PayPal, comparatively, is still in growth mode, investing in its own business and acquiring smaller ancillary businesses like it did with Braintree (the company behind Venmo) and Xoom. PayPal has $6.2 billion in cash and cash equivalents, about $500 million less than it reported at the end of the third quarter last year. eBay, by comparison, has $10.4 billion in cash and equivalents, up from $8 billion at the end of the third quarter last year.
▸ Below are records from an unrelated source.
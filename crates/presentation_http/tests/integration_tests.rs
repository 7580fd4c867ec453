//! Integration tests for HTTP handlers
#![allow(clippy::expect_used)]

use std::sync::Arc;

use application::{
    ApplicationError, TurnService, VoiceService,
    ports::{
        Capability, GenerationChunk, GenerationPort, GenerationStream, SpeechPort,
        SynthesisResult, TranscriptStorePort, TranscriptionResult,
    },
};
use async_trait::async_trait;
use axum_test::TestServer;
use futures::stream;
use infrastructure::{AppConfig, InMemoryTranscriptStore};
use presentation_http::{routes::create_router, state::AppState};
use serde_json::{Value, json};

/// Mock generation engine for testing
struct MockGeneration {
    healthy: bool,
}

#[async_trait]
impl GenerationPort for MockGeneration {
    async fn generate_stream_with_system(
        &self,
        _system_prompt: &str,
        message: &str,
    ) -> Result<GenerationStream, ApplicationError> {
        let chunks = vec![
            Ok(GenerationChunk {
                content: format!("Reply to {message}"),
                done: false,
                model: None,
            }),
            Ok(GenerationChunk {
                content: String::new(),
                done: true,
                model: Some("mock-model".to_string()),
            }),
        ];
        Ok(Box::pin(stream::iter(chunks)))
    }

    async fn is_healthy(&self) -> bool {
        self.healthy
    }

    fn current_model(&self) -> &str {
        "mock-model"
    }
}

/// Mock speech provider for testing
struct MockSpeech;

#[async_trait]
impl SpeechPort for MockSpeech {
    async fn transcribe(
        &self,
        _audio: Vec<u8>,
        _mime_type: String,
    ) -> Result<TranscriptionResult, ApplicationError> {
        Ok(TranscriptionResult {
            text: "spoken question".to_string(),
            confidence: Some(0.9),
        })
    }

    async fn synthesize(&self, _text: String) -> Result<SynthesisResult, ApplicationError> {
        Ok(SynthesisResult {
            audio: vec![0xFF, 0xF3, 0x00],
            mime_type: "audio/mpeg",
        })
    }

    fn recognition_capability(&self) -> Capability {
        Capability::Available
    }

    fn synthesis_capability(&self) -> Capability {
        Capability::Available
    }
}

fn test_server(healthy: bool) -> TestServer {
    let generation: Arc<dyn GenerationPort> = Arc::new(MockGeneration { healthy });
    let speech: Arc<dyn SpeechPort> = Arc::new(MockSpeech);
    let transcript_store: Arc<dyn TranscriptStorePort> = Arc::new(InMemoryTranscriptStore::new());

    let turn_service = Arc::new(TurnService::new(
        generation,
        Arc::clone(&speech),
        Arc::clone(&transcript_store),
    ));
    let voice_service = Arc::new(VoiceService::new(speech, Arc::clone(&turn_service)));

    let state = AppState {
        turn_service,
        voice_service,
        transcript_store,
        config: Arc::new(AppConfig::default()),
    };

    TestServer::new(create_router(state)).expect("failed to start test server")
}

async fn open_session(server: &TestServer) -> String {
    let response = server.post("/v1/sessions").await;
    response.assert_status(axum::http::StatusCode::CREATED);
    response.json::<Value>()["session_id"]
        .as_str()
        .expect("session_id missing")
        .to_string()
}

// =============================================================================
// Health
// =============================================================================

#[tokio::test]
async fn health_returns_ok() {
    let server = test_server(true);

    let response = server.get("/health").await;

    response.assert_status_ok();
    assert_eq!(response.json::<Value>()["status"], "ok");
}

#[tokio::test]
async fn ready_reflects_generation_health() {
    let server = test_server(true);
    server.get("/ready").await.assert_status_ok();

    let unhealthy = test_server(false);
    unhealthy
        .get("/ready")
        .await
        .assert_status(axum::http::StatusCode::SERVICE_UNAVAILABLE);
}

// =============================================================================
// Sessions
// =============================================================================

#[tokio::test]
async fn open_session_returns_an_id() {
    let server = test_server(true);
    let session_id = open_session(&server).await;
    assert!(!session_id.is_empty());
}

#[tokio::test]
async fn close_session_invalidates_it() {
    let server = test_server(true);
    let session_id = open_session(&server).await;

    server
        .delete(&format!("/v1/sessions/{session_id}"))
        .await
        .assert_status(axum::http::StatusCode::NO_CONTENT);

    server
        .post(&format!("/v1/sessions/{session_id}/chat"))
        .json(&json!({"message": "hello"}))
        .await
        .assert_status_not_found();
}

// =============================================================================
// Chat
// =============================================================================

#[tokio::test]
async fn chat_returns_the_assistant_reply() {
    let server = test_server(true);
    let session_id = open_session(&server).await;

    let response = server
        .post(&format!("/v1/sessions/{session_id}/chat"))
        .json(&json!({"message": "hello"}))
        .await;

    response.assert_status_ok();
    let body = response.json::<Value>();
    assert_eq!(body["reply"]["content"], "Reply to hello");
    assert_eq!(body["reply"]["model"], "mock-model");
    // MP3 bytes arrive base64 encoded.
    assert!(body["reply"]["audio"].as_str().is_some());
}

#[tokio::test]
async fn empty_message_is_rejected_without_touching_the_transcript() {
    let server = test_server(true);
    let session_id = open_session(&server).await;

    server
        .post(&format!("/v1/sessions/{session_id}/chat"))
        .json(&json!({"message": "   "}))
        .await
        .assert_status_bad_request();

    let transcript = server
        .get(&format!("/v1/sessions/{session_id}/transcript"))
        .await
        .json::<Value>();
    assert_eq!(transcript["turns"].as_array().unwrap().len(), 0);
}

#[tokio::test]
async fn chat_on_unknown_session_is_404() {
    let server = test_server(true);

    server
        .post(&format!("/v1/sessions/{}/chat", uuid::Uuid::new_v4()))
        .json(&json!({"message": "hello"}))
        .await
        .assert_status_not_found();
}

#[tokio::test]
async fn chat_with_malformed_session_id_is_400() {
    let server = test_server(true);

    server
        .post("/v1/sessions/not-a-uuid/chat")
        .json(&json!({"message": "hello"}))
        .await
        .assert_status_bad_request();
}

// =============================================================================
// Voice
// =============================================================================

#[tokio::test]
async fn voice_submission_transcribes_and_replies() {
    let server = test_server(true);
    let session_id = open_session(&server).await;

    let response = server
        .post(&format!("/v1/sessions/{session_id}/voice"))
        .content_type("audio/wav")
        .bytes(vec![1u8, 2, 3, 4].into())
        .await;

    response.assert_status_ok();
    let body = response.json::<Value>();
    assert_eq!(body["transcription"], "spoken question");
    assert_eq!(body["reply"]["content"], "Reply to spoken question");
}

#[tokio::test]
async fn voice_without_audio_content_type_is_rejected() {
    let server = test_server(true);
    let session_id = open_session(&server).await;

    server
        .post(&format!("/v1/sessions/{session_id}/voice"))
        .content_type("application/json")
        .bytes(vec![1u8, 2, 3].into())
        .await
        .assert_status_bad_request();
}

#[tokio::test]
async fn voice_with_empty_body_is_rejected() {
    let server = test_server(true);
    let session_id = open_session(&server).await;

    server
        .post(&format!("/v1/sessions/{session_id}/voice"))
        .content_type("audio/wav")
        .await
        .assert_status_bad_request();
}

// =============================================================================
// Transcript
// =============================================================================

#[tokio::test]
async fn transcript_lists_turns_in_conversation_order() {
    let server = test_server(true);
    let session_id = open_session(&server).await;

    for message in ["first", "second"] {
        server
            .post(&format!("/v1/sessions/{session_id}/chat"))
            .json(&json!({"message": message}))
            .await
            .assert_status_ok();
    }

    let body = server
        .get(&format!("/v1/sessions/{session_id}/transcript"))
        .await
        .json::<Value>();

    let turns = body["turns"].as_array().unwrap();
    assert_eq!(turns.len(), 4);
    assert_eq!(turns[0]["role"], "user");
    assert_eq!(turns[0]["content"], "first");
    assert_eq!(turns[1]["role"], "assistant");
    assert_eq!(turns[2]["content"], "second");
    assert_eq!(turns[3]["role"], "assistant");
}

#[tokio::test]
async fn clearing_the_transcript_empties_it() {
    let server = test_server(true);
    let session_id = open_session(&server).await;

    server
        .post(&format!("/v1/sessions/{session_id}/chat"))
        .json(&json!({"message": "hello"}))
        .await
        .assert_status_ok();

    let cleared = server
        .delete(&format!("/v1/sessions/{session_id}/transcript"))
        .await;
    cleared.assert_status_ok();
    assert_eq!(cleared.json::<Value>()["turns"].as_array().unwrap().len(), 0);

    let listed = server
        .get(&format!("/v1/sessions/{session_id}/transcript"))
        .await
        .json::<Value>();
    assert_eq!(listed["turns"].as_array().unwrap().len(), 0);
}
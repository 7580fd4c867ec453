//! Speech-safe text sanitizer
//!
//! Cleans generated text before it is spoken aloud: markdown emphasis is
//! stripped, characters the TTS voice stumbles over are dropped, whitespace
//! is collapsed, and the result is capped at a length that fits a short
//! spoken reply. The function is pure and idempotent.

use std::sync::LazyLock;

use regex::Regex;

/// Maximum length of speech-safe text, in characters
pub const MAX_SPEECH_CHARS: usize = 150;

/// Matched emphasis/code spans: `**X**`, `*X*`, `` `X` ``, `__X__`.
/// Non-greedy so adjacent spans don't merge; unbalanced markers fall
/// through as literal characters.
#[allow(clippy::unwrap_used)]
static MARKUP: LazyLock<Regex> =
    LazyLock::new(|| Regex::new(r"\*\*(.*?)\*\*|\*(.*?)\*|`(.*?)`|__(.*?)__").unwrap());

/// Everything that is not a word character, whitespace, or the punctuation
/// a voice actually pronounces as a pause.
#[allow(clippy::unwrap_used)]
static DISALLOWED: LazyLock<Regex> = LazyLock::new(|| Regex::new(r"[^\w\s.!?,\-]").unwrap());

/// Runs of whitespace, including newlines from streamed fragments.
#[allow(clippy::unwrap_used)]
static WHITESPACE: LazyLock<Regex> = LazyLock::new(|| Regex::new(r"\s+").unwrap());

/// Make generated text safe to hand to the TTS voice.
///
/// Steps, in order (the order affects the result):
/// 1. Strip matched emphasis/code markup, keeping the inner text.
/// 2. Drop every character outside `[\w\s.!?,-]`.
/// 3. Collapse whitespace runs to single spaces and trim the ends.
/// 4. Hard-truncate to [`MAX_SPEECH_CHARS`] characters, trimming any
///    whitespace the cut exposes at the end.
pub fn sanitize_for_speech(text: &str) -> String {
    let stripped = MARKUP.replace_all(text, |caps: &regex::Captures<'_>| {
        // Exactly one alternative participates per match; keep its span.
        caps.get(1)
            .or_else(|| caps.get(2))
            .or_else(|| caps.get(3))
            .or_else(|| caps.get(4))
            .map_or_else(String::new, |m| m.as_str().to_string())
    });

    let filtered = DISALLOWED.replace_all(&stripped, "");
    let collapsed = WHITESPACE.replace_all(filtered.trim(), " ");

    let truncated: String = collapsed.chars().take(MAX_SPEECH_CHARS).collect();
    truncated.trim_end().to_string()
}
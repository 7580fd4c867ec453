//! Application-level errors

use domain::DomainError;
use thiserror::Error;

/// Errors that can occur in the application layer
#[derive(Debug, Error)]
pub enum ApplicationError {
    /// Domain-level error
    #[error(transparent)]
    Domain(#[from] DomainError),

    /// Text generation error
    #[error("Generation error: {0}")]
    Generation(String),

    /// Speech recognition error
    #[error("Recognition error: {0}")]
    Recognition(String),

    /// Speech synthesis error
    #[error("Synthesis error: {0}")]
    Synthesis(String),

    /// Session not found
    #[error("Unknown session: {0}")]
    UnknownSession(String),

    /// Rate limit exceeded
    #[error("Rate limit exceeded")]
    RateLimited,

    /// Configuration error
    #[error("Configuration error: {0}")]
    Configuration(String),

    /// Internal error
    #[error("Internal error: {0}")]
    Internal(String),
}

impl ApplicationError {
    /// Check if this error is retryable
    pub fn is_retryable(&self) -> bool {
        matches!(
            self,
            ApplicationError::RateLimited | ApplicationError::Generation(_)
        )
    }
}
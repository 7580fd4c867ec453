//! Application configuration
//!
//! Defaults, an optional `config.toml`, and `CHATTERBOX_`-prefixed
//! environment variables, in that order of precedence. The generation API
//! key may also arrive through the conventional `GEMINI_API_KEY` variable;
//! its absence is the one fatal startup error.

mod server;

use ai_core::GenerationConfig;
use ai_speech::SpeechConfig;
use application::error::ApplicationError;
use secrecy::SecretString;
use serde::Deserialize;

pub use server::ServerConfig;

/// Shared default for boolean `true` fields across config structs
pub(crate) const fn default_true() -> bool {
    true
}

/// Turn pipeline configuration
#[derive(Debug, Clone, Default, Deserialize)]
pub struct PipelineConfig {
    /// Override for the fixed assistant instruction template
    #[serde(default)]
    pub system_prompt: Option<String>,
}

/// Top-level application configuration
#[derive(Debug, Clone, Default, Deserialize)]
pub struct AppConfig {
    /// HTTP server settings
    #[serde(default)]
    pub server: ServerConfig,

    /// Hosted generation API settings
    #[serde(default)]
    pub generation: GenerationConfig,

    /// Speech provider settings
    #[serde(default)]
    pub speech: SpeechConfig,

    /// Turn pipeline settings
    #[serde(default)]
    pub pipeline: PipelineConfig,
}

impl AppConfig {
    /// Load configuration from defaults, `config.toml`, and environment
    pub fn load() -> Result<Self, config::ConfigError> {
        let builder = config::Config::builder()
            // Load from file if exists
            .add_source(config::File::with_name("config").required(false))
            // Override with environment variables (e.g., CHATTERBOX_SERVER__PORT)
            .add_source(
                config::Environment::with_prefix("CHATTERBOX")
                    .separator("__")
                    .try_parsing(true),
            );

        let mut app_config: Self = builder.build()?.try_deserialize()?;

        // Conventional variable for the one required secret
        if app_config.generation.api_key.is_none() {
            if let Ok(key) = std::env::var("GEMINI_API_KEY") {
                if !key.trim().is_empty() {
                    app_config.generation.api_key = Some(SecretString::from(key));
                }
            }
        }

        Ok(app_config)
    }

    /// Validate the configuration, surfacing the fatal missing-key case
    /// with a message fit for an operator.
    pub fn validate(&self) -> Result<(), ApplicationError> {
        self.generation.validate().map_err(|_| {
            ApplicationError::Configuration(
                "Generation API key not found. Set GEMINI_API_KEY in the environment \
                 or generation.api_key in config.toml."
                    .to_string(),
            )
        })?;

        self.speech
            .validate()
            .map_err(ApplicationError::Configuration)?;

        Ok(())
    }
}
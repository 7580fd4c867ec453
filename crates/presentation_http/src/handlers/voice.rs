//! Voice handler for recorded input
//!
//! Accepts the capture widget's raw audio bytes; the Content-Type header
//! names the container. The response mirrors the chat handler plus the text
//! the recognizer attributed to the user.

use axum::{
    Json,
    body::Bytes,
    extract::{Path, State},
    http::HeaderMap,
};
use serde::{Deserialize, Serialize};
use tracing::instrument;

use crate::{error::ApiError, state::AppState};

use super::{chat::AssistantReply, parse_session_id};

/// Voice response body
#[derive(Debug, Serialize, Deserialize)]
pub struct VoiceResponse {
    /// Session the turns were appended to
    pub session_id: String,
    /// Text attributed to the user (transcription or the retry prompt)
    pub transcription: String,
    /// The assistant turn, absent when the transcription was empty
    #[serde(skip_serializing_if = "Option::is_none")]
    pub reply: Option<AssistantReply>,
}

/// Handle a recorded audio submission
#[instrument(skip(state, headers, body), fields(audio_size = body.len()))]
pub async fn voice(
    State(state): State<AppState>,
    Path(id): Path<String>,
    headers: HeaderMap,
    body: Bytes,
) -> Result<Json<VoiceResponse>, ApiError> {
    let session = parse_session_id(&id)?;

    if body.is_empty() {
        return Err(ApiError::BadRequest("Audio body is empty".to_string()));
    }

    let mime_type = headers
        .get(axum::http::header::CONTENT_TYPE)
        .and_then(|v| v.to_str().ok())
        .filter(|v| v.starts_with("audio/"))
        .ok_or_else(|| {
            ApiError::BadRequest("Content-Type must be an audio type".to_string())
        })?
        .to_string();

    let outcome = state
        .voice_service
        .process_audio(&session, body.to_vec(), &mime_type)
        .await?;

    Ok(Json(VoiceResponse {
        session_id: session.to_string(),
        transcription: outcome.transcription,
        reply: outcome.assistant.as_ref().map(AssistantReply::from_turn),
    }))
}
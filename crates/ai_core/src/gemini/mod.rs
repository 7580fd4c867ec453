//! Gemini API generation engine
//!
//! Connects to the hosted Gemini `generateContent` family of endpoints and
//! exposes the SSE streaming variant through the engine port.

mod client;
mod streaming;

pub use client::GeminiGenerationEngine;
//! Configuration for speech processing

use serde::Deserialize;

/// Configuration for the speech providers
#[derive(Debug, Clone, Deserialize)]
pub struct SpeechConfig {
    /// Base URL of the speech recognition service
    #[serde(default = "default_stt_base_url")]
    pub stt_base_url: String,

    /// API key for the recognition service. Voice input degrades to the
    /// retry prompt when absent; this is not a startup failure.
    #[serde(default)]
    pub stt_api_key: Option<String>,

    /// Sample rate hint sent with recognition requests
    #[serde(default = "default_sample_rate_hz")]
    pub sample_rate_hz: u32,

    /// Base URL of the synthesis service
    #[serde(default = "default_tts_base_url")]
    pub tts_base_url: String,

    /// Language tag for recognition and synthesis
    #[serde(default = "default_language")]
    pub language: String,

    /// Slow speaking rate for synthesis (normal rate when false)
    #[serde(default)]
    pub slow: bool,

    /// Request timeout in milliseconds
    #[serde(default = "default_timeout_ms")]
    pub timeout_ms: u64,

    /// Maximum text length accepted by the synthesis endpoint
    #[serde(default = "default_max_tts_chars")]
    pub max_tts_chars: usize,
}

fn default_stt_base_url() -> String {
    "http://www.google.com".to_string()
}

fn default_tts_base_url() -> String {
    "https://translate.google.com".to_string()
}

fn default_language() -> String {
    "en".to_string()
}

const fn default_sample_rate_hz() -> u32 {
    16000
}

const fn default_timeout_ms() -> u64 {
    30000 // 30 seconds
}

const fn default_max_tts_chars() -> usize {
    200
}

impl Default for SpeechConfig {
    fn default() -> Self {
        Self {
            stt_base_url: default_stt_base_url(),
            stt_api_key: None,
            sample_rate_hz: default_sample_rate_hz(),
            tts_base_url: default_tts_base_url(),
            language: default_language(),
            slow: false,
            timeout_ms: default_timeout_ms(),
            max_tts_chars: default_max_tts_chars(),
        }
    }
}

impl SpeechConfig {
    /// Validate the configuration
    pub fn validate(&self) -> Result<(), String> {
        if self.tts_base_url.trim().is_empty() {
            return Err("tts_base_url must not be empty".to_string());
        }
        if self.stt_base_url.trim().is_empty() {
            return Err("stt_base_url must not be empty".to_string());
        }
        if self.language.trim().is_empty() {
            return Err("language must not be empty".to_string());
        }
        Ok(())
    }

    /// Whether recognition is configured at all
    #[must_use]
    pub fn recognition_configured(&self) -> bool {
        self.stt_api_key
            .as_deref()
            .is_some_and(|key| !key.trim().is_empty())
    }
}
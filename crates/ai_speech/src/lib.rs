//! AI Speech - Speech-to-Text and Text-to-Speech
//!
//! Provides the speech provider ports and the Google web implementations:
//! the web speech API for recognition and the Translate TTS endpoint for
//! synthesis.

pub mod config;
pub mod error;
pub mod ports;
pub mod providers;
pub mod types;

pub use config::SpeechConfig;
pub use error::SpeechError;
pub use ports::{SpeechToText, TextToSpeech};
pub use providers::GoogleSpeechProvider;
pub use types::{AudioData, AudioFormat, Transcription};
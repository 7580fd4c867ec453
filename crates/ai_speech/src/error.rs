//! Speech processing errors

use thiserror::Error;

/// Errors that can occur during speech processing
#[derive(Debug, Error)]
pub enum SpeechError {
    /// Failed to connect to speech service
    #[error("Connection failed: {0}")]
    ConnectionFailed(String),

    /// Request to speech service failed
    #[error("Request failed: {0}")]
    RequestFailed(String),

    /// Invalid audio format or corrupted data
    #[error("Invalid audio: {0}")]
    InvalidAudio(String),

    /// Speech could not be recognized (the provider's sentinel result)
    #[error("Speech not recognized")]
    NotRecognized,

    /// Transcription failed
    #[error("Transcription failed: {0}")]
    TranscriptionFailed(String),

    /// Synthesis failed
    #[error("Synthesis failed: {0}")]
    SynthesisFailed(String),

    /// Invalid response from service
    #[error("Invalid response: {0}")]
    InvalidResponse(String),

    /// Timeout during processing
    #[error("Speech processing timeout after {0}ms")]
    Timeout(u64),

    /// Rate limit exceeded
    #[error("Rate limit exceeded")]
    RateLimited,

    /// Invalid configuration
    #[error("Configuration error: {0}")]
    Configuration(String),

    /// Provider not available (not configured or unreachable)
    #[error("Provider not available: {0}")]
    NotAvailable(String),
}

impl From<reqwest::Error> for SpeechError {
    fn from(err: reqwest::Error) -> Self {
        if err.is_timeout() {
            Self::Timeout(30000)
        } else if err.is_connect() {
            Self::ConnectionFailed(err.to_string())
        } else {
            Self::RequestFailed(err.to_string())
        }
    }
}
eBay's growing cash position represents an opportunity for the company to return more cash to shareholders or invest more aggressively in its faster-growing businesses, like StubHub or eBay Classifieds. The recent $2.5 billion buyback approval is a sign that it's going to continue to retire shares, but it's managed to make some deals with the Philadelphia 76ers and Boston College Athletics to make StubHub the official market for their tickets.

A look at valuation

As both companies are focused generating free cash flow, it makes sense to compare them on a price-to-free-cash-flow basis.

PayPal currently trades for 20.6 times its trailing-12-month free cash flow. eBay changes hands for just 13.9 times free cash flow. That much higher multiple for PayPal implies significantly higher cash flow growth over the next few years, which lines up with the analysis so far.

Considering eBay is able to generate higher free cash flow from its revenue, it should trade for a similar price-to-sales ratio as PayPal even though PayPal is growing faster. Shares of eBay currently trade for about 4 times sales while PayPal shares are currently valued at 4.5 times sales. That's close enough, too.

Both stocks look fairly valued against one another, so it really comes down to how you, as an investor, put your portfolio together. If you're looking for a faster-growing company that's reinvesting cash flow into the business, PayPal presents a better buy. If you're looking for a cash-flow machine that will return that cash to shareholders, eBay is a better company for you.